Part 1 of “Leadership lessons from football” presented five nonprofit leadership lessons from the New England Patriots’ ascent to near dynasty status. Those principles are:

  1. Opportunity lies everywhere if you’re looking, and acting on what you see
  2. Everyone is valuable, and everyone must know it
  3. Job descriptions are just a starting point for what people can do
  4. Understand that risk has benefits
  5. Tomorrow depends on today

In Part 2, I offer five additional leadership principles from the football field. These lessons play out on the nonprofit field as well.

  1. Focus on execution as much as strategy. During their rise, the Pats bested opponents by executing a wider variety of plays more consistently than anyone else. They built strong capacity to execute strategy, and focused on this capacity across the organization from recruitment and retention to reward systems.
  2. Don’t settle for excellence. At post-game interviews when the Pats were most dominant, it was difficult to tell if the team had won. Coaches and players always highlighted what needed improvement. They didn’t assert that they’d arrived at excellence; that would mean they couldn’t improve. 
  3. No one is irreplaceable, and everyone must know it. As the Pats have consistently demonstrated in releasing “high maintenance” players or players whose skills no longer fit team strategy, they haven’t let any player become irreplaceable. With resources saved from catering to big egos, the Pats invested in new players who deepened team talent.
  4. If there’s no rule against it, you can do it. To illustrate this, I draw from the pre-Belichick Pats, because  it’s the best example of what still characterizes the team today. It’s famous in NFL lore as the 1982 “snowplow game” leading to a “snowplow rule”.  Playing in blizzard conditions and locked in a scoreless tie, late in the fourth quarter, the Pats moved into field goal range. During a timeout, the head coach requested that a snowplow on the sidelines clear a path through the deep snow where the ball would be placed for the kicker. The kick was successful, and the Pats won!
  5. It is what it is. Sometimes their opponents played a better game, but the Pats were the best at moving on whether they’d won or lost. They understood that what had already happened couldn’t be changed. They understood “what is”, consistently.

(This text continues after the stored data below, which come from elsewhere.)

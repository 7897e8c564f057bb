//! `tracing` subscriber installation.
//!
//! One global subscriber: an `EnvFilter` built from the configured level
//! and either a human-readable or a JSON formatting layer.

use crate::{TelemetryConfig, TelemetryError};
use tracing_subscriber::{layer::SubscriberExt, util::SubscriberInitExt, EnvFilter};

/// Builds the log filter; `RUST_LOG` directives win over the configured level.
///
/// # Errors
///
/// Returns `TelemetryError::Config` for an unparsable directive.
pub fn env_filter(config: &TelemetryConfig) -> Result<EnvFilter, TelemetryError> {
    EnvFilter::try_from_default_env()
        .or_else(|_| EnvFilter::try_new(&config.log_level))
        .map_err(|e| TelemetryError::Config(e.to_string()))
}

/// Installs the global subscriber.
///
/// # Errors
///
/// Fails when the filter is invalid or a subscriber is already installed.
pub fn init_tracing(config: &TelemetryConfig) -> Result<(), TelemetryError> {
    let filter = env_filter(config)?;

    if config.json_logs {
        let json_layer = tracing_subscriber::fmt::layer()
            .json()
            .with_target(true)
            .with_current_span(true)
            .with_file(config.with_source)
            .with_line_number(config.with_source);
        tracing_subscriber::registry()
            .with(filter)
            .with(json_layer)
            .try_init()
            .map_err(|e| TelemetryError::TracingInit(e.to_string()))?;
    } else {
        let fmt_layer = tracing_subscriber::fmt::layer()
            .with_target(true)
            .with_file(config.with_source)
            .with_line_number(config.with_source)
            .with_ansi(true);
        tracing_subscriber::registry()
            .with(filter)
            .with(fmt_layer)
            .try_init()
            .map_err(|e| TelemetryError::TracingInit(e.to_string()))?;
    }

    tracing::info!(service = %config.service_name, json = config.json_logs, "tracing initialized");
    Ok(())
}
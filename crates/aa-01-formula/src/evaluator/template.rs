//! Message template substitution.

use super::{Evaluator, Interrupt};
use crate::domain::ast::Expr;
use crate::domain::template::{Template, TemplateKey};
use crate::domain::value::Value;
use crate::errors::EvalError;
use crate::ports::outbound::LedgerReader;
use futures::future::{BoxFuture, FutureExt};

/// Concrete messages produced from a template.
#[derive(Debug, Clone, Default, PartialEq)]
pub struct Substitution {
    /// Messages in template order, the state message excluded.
    pub messages: Vec<serde_json::Value>,
    /// Statements of the state message, run after the response unit is composed.
    pub state: Option<Expr>,
}

impl<L: LedgerReader + ?Sized> Evaluator<'_, L> {
    /// Substitutes every formula of `template`.
    ///
    /// Nodes whose formula yields `""`, objects whose `if` fails and `cases`
    /// with no matching case are dropped.
    ///
    /// # Errors
    ///
    /// Returns the bounce reason or runtime failure of the first failing
    /// formula, or a structural error when the messages are not a list or
    /// carry more than one state message.
    pub async fn substitute_messages(&mut self, template: &Template) -> Result<Substitution, EvalError> {
        let mut state = None;
        let result = match self.substitute(template, &mut state).await {
            Ok(v) => v,
            Err(Interrupt::Return(_)) => return Err(EvalError::failed("return outside a function")),
            Err(Interrupt::Error(e)) => return Err(e),
        };
        let messages = match result {
            Some(serde_json::Value::Array(items)) => items,
            Some(_) => return Err(EvalError::failed("messages must be a list")),
            None => Vec::new(),
        };
        Ok(Substitution { messages, state })
    }

    async fn run_init(&mut self, init: Option<&Expr>) -> Result<(), Interrupt> {
        if let Some(init) = init {
            self.eval(init).await?;
        }
        Ok(())
    }

    async fn holds(&mut self, cond: Option<&Expr>) -> Result<bool, Interrupt> {
        match cond {
            Some(cond) => Ok(self.eval(cond).await?.is_truthy()),
            None => Ok(true),
        }
    }

    fn substitute<'b>(
        &'b mut self,
        template: &'b Template,
        state: &'b mut Option<Expr>,
    ) -> BoxFuture<'b, Result<Option<serde_json::Value>, Interrupt>> {
        async move {
            match template {
                Template::Literal { value } => Ok(Some(value.clone())),
                Template::Formula { expr } => {
                    let v: Value = self.eval(expr).await?;
                    Ok(match v {
                        Value::Str(s) if s.is_empty() => None,
                        v => Some(v.to_json()),
                    })
                }
                Template::Array { items } => {
                    let mut out = Vec::with_capacity(items.len());
                    for item in items {
                        if let Some(v) = self.substitute(item, state).await? {
                            out.push(v);
                        }
                    }
                    Ok(Some(serde_json::Value::Array(out)))
                }
                Template::Object { cond, init, fields } => {
                    if !self.holds(cond.as_ref()).await? {
                        return Ok(None);
                    }
                    self.run_init(init.as_ref()).await?;
                    if let Some(statements) = template.as_state_message() {
                        if state.is_some() {
                            return Err(EvalError::failed("more than one state message").into());
                        }
                        *state = Some(statements.cloned().unwrap_or_else(|| Expr::statements(vec![])));
                        return Ok(None);
                    }
                    let mut map = serde_json::Map::new();
                    for field in fields {
                        let key = match &field.key {
                            TemplateKey::Literal(k) => k.clone(),
                            TemplateKey::Formula(e) => self.eval(e).await?.to_text(),
                        };
                        if key.is_empty() {
                            continue;
                        }
                        if let Some(v) = self.substitute(&field.value, state).await? {
                            map.insert(key, v);
                        }
                    }
                    Ok(Some(serde_json::Value::Object(map)))
                }
                Template::Cases { cases } => {
                    for case in cases {
                        if self.holds(case.cond.as_ref()).await? {
                            self.run_init(case.init.as_ref()).await?;
                            return self.substitute(&case.body, state).await;
                        }
                    }
                    Ok(None)
                }
            }
        }
        .boxed()
    }
}

#[cfg(test)]
mod tests {
    use super::*;
    use crate::adapters::memory_ledger::InMemoryLedgerReader;
    use crate::config::AaConfig;
    use crate::domain::ast::{CmpOp, TriggerField};
    use crate::domain::template::Case;
    use crate::evaluator::tests::{context, invocation};
    use crate::evaluator::EvalMode;
    use serde_json::json;

    async fn substitute(template: &Template) -> Result<Substitution, EvalError> {
        let ledger = InMemoryLedgerReader::default();
        let config = AaConfig::default();
        let mut state = context();
        let mut inv = invocation();
        let mut ev = Evaluator::new(&ledger, &config, &mut state, &mut inv, EvalMode::default());
        ev.substitute_messages(template).await
    }

    fn payment(amount: Expr) -> Template {
        Template::object(vec![
            ("app", Template::literal(json!("payment"))),
            (
                "payload",
                Template::object(vec![(
                    "outputs",
                    Template::Array {
                        items: vec![Template::object(vec![
                            ("address", Template::formula(Expr::Trigger { field: TriggerField::Address })),
                            ("amount", Template::formula(amount)),
                        ])],
                    },
                )]),
            ),
        ])
    }

    #[tokio::test]
    async fn test_formulas_are_replaced() {
        let t = Template::Array { items: vec![payment(Expr::num(1000))] };
        let s = substitute(&t).await.unwrap();
        assert_eq!(s.messages.len(), 1);
        assert_eq!(s.messages[0]["payload"]["outputs"][0]["amount"], json!(1000));
        assert_eq!(s.state, None);
    }

    #[tokio::test]
    async fn test_empty_string_drops_the_node() {
        let t = Template::Array {
            items: vec![Template::object(vec![
                ("app", Template::literal(json!("data"))),
                ("note", Template::formula(Expr::str(""))),
            ])],
        };
        let s = substitute(&t).await.unwrap();
        assert_eq!(s.messages, vec![json!({"app": "data"})]);
    }

    #[tokio::test]
    async fn test_false_condition_drops_the_message() {
        let conditional = Template::Object {
            cond: Some(Expr::compare(CmpOp::Gt, Expr::num(1), Expr::num(2))),
            init: None,
            fields: vec![],
        };
        let t = Template::Array { items: vec![conditional, payment(Expr::num(5))] };
        let s = substitute(&t).await.unwrap();
        assert_eq!(s.messages.len(), 1);
    }

    #[tokio::test]
    async fn test_cases_take_first_match() {
        let t = Template::Array {
            items: vec![Template::Cases {
                cases: vec![
                    Case { cond: Some(Expr::boolean(false)), init: None, body: Template::literal(json!("a")) },
                    Case { cond: Some(Expr::boolean(true)), init: None, body: Template::literal(json!("b")) },
                    Case { cond: None, init: None, body: Template::literal(json!("c")) },
                ],
            }],
        };
        assert_eq!(substitute(&t).await.unwrap().messages, vec![json!("b")]);
    }

    #[tokio::test]
    async fn test_state_message_is_extracted() {
        let statements = Expr::statements(vec![Expr::Log { args: vec![Expr::str("x")] }]);
        let t = Template::Array { items: vec![payment(Expr::num(1)), Template::state_message(statements.clone())] };
        let s = substitute(&t).await.unwrap();
        assert_eq!(s.messages.len(), 1);
        assert_eq!(s.state, Some(statements));

        let twice = Template::Array {
            items: vec![Template::state_message(Expr::statements(vec![])), Template::state_message(Expr::statements(vec![]))],
        };
        assert!(substitute(&twice).await.is_err());
    }

    #[tokio::test]
    async fn test_bounce_inside_template() {
        let t = Template::Array { items: vec![payment(Expr::Bounce { message: Box::new(Expr::str("no")) })] };
        assert!(matches!(substitute(&t).await, Err(EvalError::Bounce(m)) if m == "no"));
    }
}
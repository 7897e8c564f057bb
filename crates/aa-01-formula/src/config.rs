//! Engine limits and activation heights, loaded from the environment.

use shared_types::{Amount, Mci};
use std::env;
use std::str::FromStr;

/// MCIs at which protocol upgrades take effect.
#[derive(Debug, Clone, PartialEq, Eq)]
pub struct ActivationHeights {
    /// Second AA upgrade: iteration, freeze/delete, remote getters, object concatenation.
    pub aa2_mci: Mci,
    /// Storage-size accounting against the byte balance.
    pub storage_size_mci: Mci,
    /// Below this MCI, an AA's own balance excludes what the current trigger sent.
    pub bug_compatible_balance_mci: Mci,
}

impl Default for ActivationHeights {
    fn default() -> Self {
        Self { aa2_mci: 0, storage_size_mci: 0, bug_compatible_balance_mci: 0 }
    }
}

/// Limits applied by the validator, the evaluator and the trigger handler.
#[derive(Debug, Clone, PartialEq, Eq)]
pub struct AaConfig {
    /// Complexity budget of a definition.
    pub max_complexity: u32,
    /// Operation budget of a definition.
    pub max_ops: u32,
    /// Response units per primary trigger, cascade included.
    pub max_responses_per_primary_trigger: usize,
    /// Smallest allowed base-asset bounce fee.
    pub min_bytes_bounce_fee: Amount,
    /// Longest state variable name.
    pub max_state_var_name_length: usize,
    /// Longest stored state variable text.
    pub max_state_var_value_length: usize,
    /// Longest string a formula may build.
    pub max_aa_string_length: usize,
    /// Largest element count of `map`/`filter`/`reduce`/`foreach`.
    pub max_iterations: u32,
    /// Entries kept in the parsed formula cache.
    pub formula_cache_capacity: usize,
    /// Upgrade heights.
    pub activation: ActivationHeights,
}

impl Default for AaConfig {
    fn default() -> Self {
        Self {
            max_complexity: 100,
            max_ops: 2000,
            max_responses_per_primary_trigger: 10,
            min_bytes_bounce_fee: 10_000,
            max_state_var_name_length: 128,
            max_state_var_value_length: 1024,
            max_aa_string_length: 4096,
            max_iterations: 100,
            formula_cache_capacity: 1000,
            activation: ActivationHeights::default(),
        }
    }
}

fn env_or<T: FromStr>(key: &str, default: T) -> T {
    env::var(key).ok().and_then(|v| v.parse().ok()).unwrap_or(default)
}

impl AaConfig {
    /// Create configuration from environment variables.
    ///
    /// # Environment Variables
    ///
    /// - `AA_MAX_COMPLEXITY` (default: 100)
    /// - `AA_MAX_OPS` (default: 2000)
    /// - `AA_MAX_RESPONSES_PER_PRIMARY_TRIGGER` (default: 10)
    /// - `AA_MIN_BYTES_BOUNCE_FEE` (default: 10000)
    /// - `AA_MAX_STATE_VAR_NAME_LENGTH` (default: 128)
    /// - `AA_MAX_STATE_VAR_VALUE_LENGTH` (default: 1024)
    /// - `AA_MAX_STRING_LENGTH` (default: 4096)
    /// - `AA_MAX_ITERATIONS` (default: 100)
    /// - `AA_FORMULA_CACHE_CAPACITY` (default: 1000)
    /// - `AA_AA2_MCI`, `AA_STORAGE_SIZE_MCI`, `AA_BUG_COMPATIBLE_BALANCE_MCI` (default: 0)
    #[must_use]
    pub fn from_env() -> Self {
        let d = Self::default();
        Self {
            max_complexity: env_or("AA_MAX_COMPLEXITY", d.max_complexity),
            max_ops: env_or("AA_MAX_OPS", d.max_ops),
            max_responses_per_primary_trigger: env_or(
                "AA_MAX_RESPONSES_PER_PRIMARY_TRIGGER",
                d.max_responses_per_primary_trigger,
            ),
            min_bytes_bounce_fee: env_or("AA_MIN_BYTES_BOUNCE_FEE", d.min_bytes_bounce_fee),
            max_state_var_name_length: env_or("AA_MAX_STATE_VAR_NAME_LENGTH", d.max_state_var_name_length),
            max_state_var_value_length: env_or("AA_MAX_STATE_VAR_VALUE_LENGTH", d.max_state_var_value_length),
            max_aa_string_length: env_or("AA_MAX_STRING_LENGTH", d.max_aa_string_length),
            max_iterations: env_or("AA_MAX_ITERATIONS", d.max_iterations),
            formula_cache_capacity: env_or("AA_FORMULA_CACHE_CAPACITY", d.formula_cache_capacity),
            activation: ActivationHeights {
                aa2_mci: env_or("AA_AA2_MCI", d.activation.aa2_mci),
                storage_size_mci: env_or("AA_STORAGE_SIZE_MCI", d.activation.storage_size_mci),
                bug_compatible_balance_mci: env_or(
                    "AA_BUG_COMPATIBLE_BALANCE_MCI",
                    d.activation.bug_compatible_balance_mci,
                ),
            },
        }
    }

    /// Rejects limits that cannot work.
    ///
    /// # Errors
    ///
    /// Returns a description of the first offending limit.
    pub fn validate(&self) -> Result<(), String> {
        if self.max_complexity == 0 || self.max_ops == 0 {
            return Err("complexity and op budgets must be positive".into());
        }
        if self.max_responses_per_primary_trigger == 0 {
            return Err("max_responses_per_primary_trigger must be positive".into());
        }
        if self.min_bytes_bounce_fee <= 0 {
            return Err("min_bytes_bounce_fee must be positive".into());
        }
        if self.formula_cache_capacity == 0 {
            return Err("formula_cache_capacity must be positive".into());
        }
        Ok(())
    }

    /// Whether the second AA upgrade is active at `mci`.
    #[must_use]
    pub fn aa2_active(&self, mci: Mci) -> bool {
        mci >= self.activation.aa2_mci
    }
}

#[cfg(test)]
mod tests {
    use super::*;

    #[test]
    fn test_default_config_is_valid() {
        let config = AaConfig::default();
        assert!(config.validate().is_ok());
        assert_eq!(config.max_complexity, 100);
        assert_eq!(config.min_bytes_bounce_fee, 10_000);
    }

    #[test]
    fn test_validate_rejects_zero_budget() {
        let config = AaConfig { max_ops: 0, ..AaConfig::default() };
        assert!(config.validate().is_err());
    }

    #[test]
    fn test_activation_gate() {
        let mut config = AaConfig::default();
        config.activation.aa2_mci = 100;
        assert!(!config.aa2_active(99));
        assert!(config.aa2_active(100));
    }
}
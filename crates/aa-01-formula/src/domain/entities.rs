//! # Execution Entities
//!
//! Trigger, cascade state and response records shared by the evaluator and
//! the trigger handler.

use super::value::Value;
use serde::{Deserialize, Serialize};
use shared_types::{Address, Amount, Asset, Mci, Unit, UnitHash};
use std::collections::BTreeMap;

// =============================================================================
// TRIGGER
// =============================================================================

/// What caused an AA to run.
#[derive(Debug, Clone, PartialEq, Serialize, Deserialize)]
pub struct Trigger {
    /// Sender of the triggering unit.
    pub address: Address,
    /// Sender of the primary trigger of the cascade.
    pub initial_address: Address,
    /// Triggering unit.
    pub unit: UnitHash,
    /// Primary triggering unit of the cascade.
    pub initial_unit: UnitHash,
    /// Amounts received by the AA, per asset.
    pub outputs: BTreeMap<Asset, Amount>,
    /// Payload of the first data message, if any.
    #[serde(default, skip_serializing_if = "Option::is_none")]
    pub data: Option<serde_json::Value>,
}

impl Trigger {
    /// Primary trigger built from a unit that pays `aa`.
    #[must_use]
    pub fn from_unit(unit: &Unit, aa: &Address) -> Option<Self> {
        let author = unit.author_address()?.clone();
        Some(Self {
            address: author.clone(),
            initial_address: author,
            unit: unit.unit.clone(),
            initial_unit: unit.unit.clone(),
            outputs: unit.outputs_to(aa),
            data: unit.data_payload().cloned(),
        })
    }

    /// Secondary trigger: `unit`, authored by an AA, pays `recipient`.
    #[must_use]
    pub fn secondary(parent: &Trigger, unit: &Unit, recipient: &Address) -> Option<Self> {
        let author = unit.author_address()?.clone();
        Some(Self {
            address: author,
            initial_address: parent.initial_address.clone(),
            unit: unit.unit.clone(),
            initial_unit: parent.initial_unit.clone(),
            outputs: unit.outputs_to(recipient),
            data: unit.data_payload().cloned(),
        })
    }

    /// Amount received in `asset`.
    #[must_use]
    pub fn amount(&self, asset: &Asset) -> Amount {
        self.outputs.get(asset).copied().unwrap_or(0)
    }
}

/// Main chain position a cascade executes at.
#[derive(Debug, Clone, PartialEq, Eq, Serialize, Deserialize)]
pub struct ChainContext {
    /// MCI of the trigger.
    pub mci: Mci,
    /// Timestamp of the last stable ball.
    pub timestamp: u64,
    /// Main chain unit at `mci`.
    pub mc_unit: UnitHash,
    /// Last stable ball unit.
    pub last_ball_unit: UnitHash,
}

// =============================================================================
// CASCADE STATE
// =============================================================================

/// Cached state variable.
#[derive(Debug, Clone, PartialEq)]
pub struct StateVarEntry {
    /// Current value; `false` when unset.
    pub value: Value,
    /// Value at the start of the current invocation.
    pub old_value: Value,
    /// Value at the start of the cascade.
    pub original_old_value: Value,
    /// Whether the cascade wrote it.
    pub updated: bool,
}

impl StateVarEntry {
    /// Entry for a freshly loaded value.
    #[must_use]
    pub fn loaded(value: Value) -> Self {
        Self {
            old_value: value.clone(),
            original_old_value: value.clone(),
            value,
            updated: false,
        }
    }
}

/// Everything a cascade reads and writes before it is persisted.
///
/// Cloning the state is how the handler takes a rollback point.
#[derive(Debug, Clone)]
pub struct ValidationState {
    /// Chain position.
    pub context: ChainContext,
    /// Balances of AAs touched by the cascade.
    pub balances: BTreeMap<Address, BTreeMap<Asset, Amount>>,
    /// State variables read or written by the cascade.
    pub state_vars: BTreeMap<Address, BTreeMap<String, StateVarEntry>>,
    /// Storage sizes of AAs touched by the cascade.
    pub storage_sizes: BTreeMap<Address, i64>,
    /// Response units emitted so far.
    pub number_of_responses: usize,
    /// Response units composed so far, oldest first.
    pub response_units: Vec<Unit>,
    /// Responses recorded so far, oldest first.
    pub responses: Vec<AaResponse>,
}

impl ValidationState {
    /// Empty state at `context`.
    #[must_use]
    pub fn new(context: ChainContext) -> Self {
        Self {
            context,
            balances: BTreeMap::new(),
            state_vars: BTreeMap::new(),
            storage_sizes: BTreeMap::new(),
            number_of_responses: 0,
            response_units: Vec::new(),
            responses: Vec::new(),
        }
    }

    /// A response unit composed earlier in this cascade.
    #[must_use]
    pub fn response_unit(&self, hash: &UnitHash) -> Option<&Unit> {
        self.response_units.iter().find(|u| &u.unit == hash)
    }

    /// Rebases `old_value` of every cached variable of `address` to its current value.
    pub fn begin_invocation(&mut self, address: &Address) {
        if let Some(vars) = self.state_vars.get_mut(address) {
            for entry in vars.values_mut() {
                entry.old_value = entry.value.clone();
            }
        }
    }
}

// =============================================================================
// RESPONSES
// =============================================================================

/// Summary of a state variable changed by a cascade.
#[derive(Debug, Clone, PartialEq, Serialize, Deserialize)]
pub struct UpdatedStateVar {
    /// New value; absent when deleted.
    #[serde(default, skip_serializing_if = "Option::is_none")]
    pub value: Option<serde_json::Value>,
    /// Value before the cascade; absent when unset.
    #[serde(default, skip_serializing_if = "Option::is_none")]
    pub old_value: Option<serde_json::Value>,
    /// Numeric change, when both sides are numbers.
    #[serde(default, skip_serializing_if = "Option::is_none")]
    pub delta: Option<serde_json::Value>,
}

/// Body of a response.
#[derive(Debug, Clone, PartialEq, Default, Serialize, Deserialize)]
pub struct ResponseBody {
    /// Bounce reason.
    #[serde(default, skip_serializing_if = "Option::is_none")]
    pub error: Option<String>,
    /// Informational note (e.g. no messages were produced).
    #[serde(default, skip_serializing_if = "Option::is_none")]
    pub info: Option<String>,
    /// Response variables.
    #[serde(default, skip_serializing_if = "BTreeMap::is_empty")]
    pub response_vars: BTreeMap<String, serde_json::Value>,
    /// Lines written by `log`.
    #[serde(default, skip_serializing_if = "Vec::is_empty")]
    pub logs: Vec<String>,
    /// State variables changed by the whole cascade; primary response only.
    #[serde(default, skip_serializing_if = "Option::is_none")]
    pub updated_state_vars: Option<BTreeMap<Address, BTreeMap<String, UpdatedStateVar>>>,
}

/// Outcome of one AA invocation.
#[derive(Debug, Clone, PartialEq, Serialize, Deserialize)]
pub struct AaResponse {
    /// MCI of the cascade.
    pub mci: Mci,
    /// Sender of the trigger.
    pub trigger_address: Address,
    /// Triggering unit.
    pub trigger_unit: UnitHash,
    /// Primary triggering unit.
    pub trigger_initial_unit: UnitHash,
    /// The AA.
    pub aa_address: Address,
    /// Whether the invocation bounced.
    pub bounced: bool,
    /// Emitted unit, if any.
    #[serde(default, skip_serializing_if = "Option::is_none")]
    pub response_unit: Option<UnitHash>,
    /// Response details.
    pub response: ResponseBody,
    /// Post-cascade balances of the AA.
    pub balances: BTreeMap<Asset, Amount>,
}
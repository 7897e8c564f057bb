//! Prometheus metrics for the AA engine.
//!
//! All metrics follow the naming convention: `aa_<metric>_<unit>`

use lazy_static::lazy_static;
use prometheus::{
    exponential_buckets, linear_buckets, Encoder, Histogram, HistogramOpts, IntCounter, IntCounterVec, Opts,
    Registry, TextEncoder,
};

use crate::TelemetryError;

lazy_static! {
    /// Global metrics registry
    pub static ref REGISTRY: Registry = Registry::new();

    // =========================================================================
    // TRIGGER HANDLER (Subsystem 2)
    // =========================================================================

    /// Primary triggers handled
    pub static ref TRIGGERS_TOTAL: IntCounter = IntCounter::new(
        "aa_triggers_total",
        "Total number of primary triggers handled"
    ).expect("metric creation failed");

    /// Primary triggers that bounced
    pub static ref BOUNCES_TOTAL: IntCounter = IntCounter::new(
        "aa_bounces_total",
        "Total number of primary triggers that bounced"
    ).expect("metric creation failed");

    /// Responses recorded, primary and secondary
    pub static ref RESPONSES_TOTAL: IntCounter = IntCounter::new(
        "aa_responses_total",
        "Total number of AA responses recorded"
    ).expect("metric creation failed");

    /// Response units composed
    pub static ref RESPONSE_UNITS_TOTAL: IntCounter = IntCounter::new(
        "aa_response_units_total",
        "Total number of response units composed"
    ).expect("metric creation failed");

    /// Time spent on one primary trigger and its cascade
    pub static ref TRIGGER_DURATION: Histogram = Histogram::with_opts(
        HistogramOpts::new(
            "aa_trigger_duration_seconds",
            "Time spent handling a primary trigger"
        ).buckets(exponential_buckets(0.0001, 2.0, 14).expect("metric creation failed"))
    ).expect("metric creation failed");

    /// Failed consistency scans
    pub static ref INVARIANT_VIOLATIONS: IntCounterVec = IntCounterVec::new(
        Opts::new("aa_invariant_violations_total", "Consistency scan failures"),
        &["check"]  // check: balances/storage_sizes
    ).expect("metric creation failed");

    // =========================================================================
    // FORMULA ENGINE (Subsystem 1)
    // =========================================================================

    /// Complexity of accepted definitions
    pub static ref FORMULA_COMPLEXITY: Histogram = Histogram::with_opts(
        HistogramOpts::new(
            "aa_formula_complexity",
            "Validated complexity of accepted AA definitions"
        ).buckets(linear_buckets(0.0, 10.0, 11).expect("metric creation failed"))
    ).expect("metric creation failed");

    /// Definitions rejected by the validator
    pub static ref DEFINITIONS_REJECTED: IntCounter = IntCounter::new(
        "aa_definitions_rejected_total",
        "Total number of AA definitions rejected by validation"
    ).expect("metric creation failed");
}

/// Registers every metric with [`REGISTRY`]. Calling it twice is harmless.
///
/// # Errors
///
/// Returns `TelemetryError::MetricsInit` if a metric cannot be registered.
pub fn register_metrics() -> Result<(), TelemetryError> {
    let metrics: Vec<Box<dyn prometheus::core::Collector>> = vec![
        Box::new(TRIGGERS_TOTAL.clone()),
        Box::new(BOUNCES_TOTAL.clone()),
        Box::new(RESPONSES_TOTAL.clone()),
        Box::new(RESPONSE_UNITS_TOTAL.clone()),
        Box::new(TRIGGER_DURATION.clone()),
        Box::new(INVARIANT_VIOLATIONS.clone()),
        Box::new(FORMULA_COMPLEXITY.clone()),
        Box::new(DEFINITIONS_REJECTED.clone()),
    ];

    for metric in metrics {
        match REGISTRY.register(metric) {
            Ok(()) | Err(prometheus::Error::AlreadyReg) => {}
            Err(e) => return Err(TelemetryError::MetricsInit(e.to_string())),
        }
    }
    Ok(())
}

/// Encodes all registered metrics in Prometheus text format.
///
/// # Errors
///
/// Returns `TelemetryError::MetricsInit` if encoding fails.
pub fn gather_metrics() -> Result<String, TelemetryError> {
    let encoder = TextEncoder::new();
    let metric_families = REGISTRY.gather();
    let mut buffer = Vec::new();
    encoder
        .encode(&metric_families, &mut buffer)
        .map_err(|e| TelemetryError::MetricsInit(e.to_string()))?;
    String::from_utf8(buffer).map_err(|e| TelemetryError::MetricsInit(e.to_string()))
}

/// Records one handled primary trigger.
pub fn record_trigger(bounced: bool, responses: usize, units: usize, seconds: f64) {
    TRIGGERS_TOTAL.inc();
    if bounced {
        BOUNCES_TOTAL.inc();
    }
    RESPONSES_TOTAL.inc_by(responses as u64);
    RESPONSE_UNITS_TOTAL.inc_by(units as u64);
    TRIGGER_DURATION.observe(seconds);
}

/// Records the complexity of an accepted definition.
pub fn observe_complexity(complexity: u32) {
    FORMULA_COMPLEXITY.observe(f64::from(complexity));
}

/// Records a rejected definition.
pub fn record_rejected_definition() {
    DEFINITIONS_REJECTED.inc();
}

/// Records a failed consistency scan.
pub fn record_invariant_violation(check: &str) {
    INVARIANT_VIOLATIONS.with_label_values(&[check]).inc();
}

#[cfg(test)]
mod tests {
    use super::*;

    #[test]
    fn test_register_twice() {
        register_metrics().unwrap();
        register_metrics().unwrap();
    }

    #[test]
    fn test_record_trigger() {
        let before = BOUNCES_TOTAL.get();
        record_trigger(true, 1, 1, 0.002);
        assert!(BOUNCES_TOTAL.get() > before);
        assert!(TRIGGERS_TOTAL.get() >= 1);
    }

    #[test]
    fn test_gather_includes_counters() {
        register_metrics().unwrap();
        record_invariant_violation("balances");
        let text = gather_metrics().unwrap();
        assert!(text.contains("aa_triggers_total"));
        assert!(text.contains("aa_invariant_violations_total"));
    }
}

What’s been going wrong lately is that the Patriots have fallen away from some key principles, and grown overzealous with others. They’ve not adjusted their strategy to their execution capacity. They’ve leaned too heavily on a few star players as irreplaceable, and shed others too lightly. By only pursuing players and opportunities that fit the current system, the Pats have lost continuity in player development: most team members are either long time veterans or very young players. They’ve damaged their reputation as a team of integrity, taking the “if there’s no rule” principle too far by spying on opponents. Finally, while they still take risks by, for example, attempting fourth down conversions with above average frequency, they don’t have the strength to back up that daring.

I’ll always be a Patriots fan: it’s truly in my blood. This past season might just be an aberration in an otherwise sustainable dynasty. But I doubt it.  I do know these leadership lessons give me caution against heavy handed application of what’s brought the Patriots success.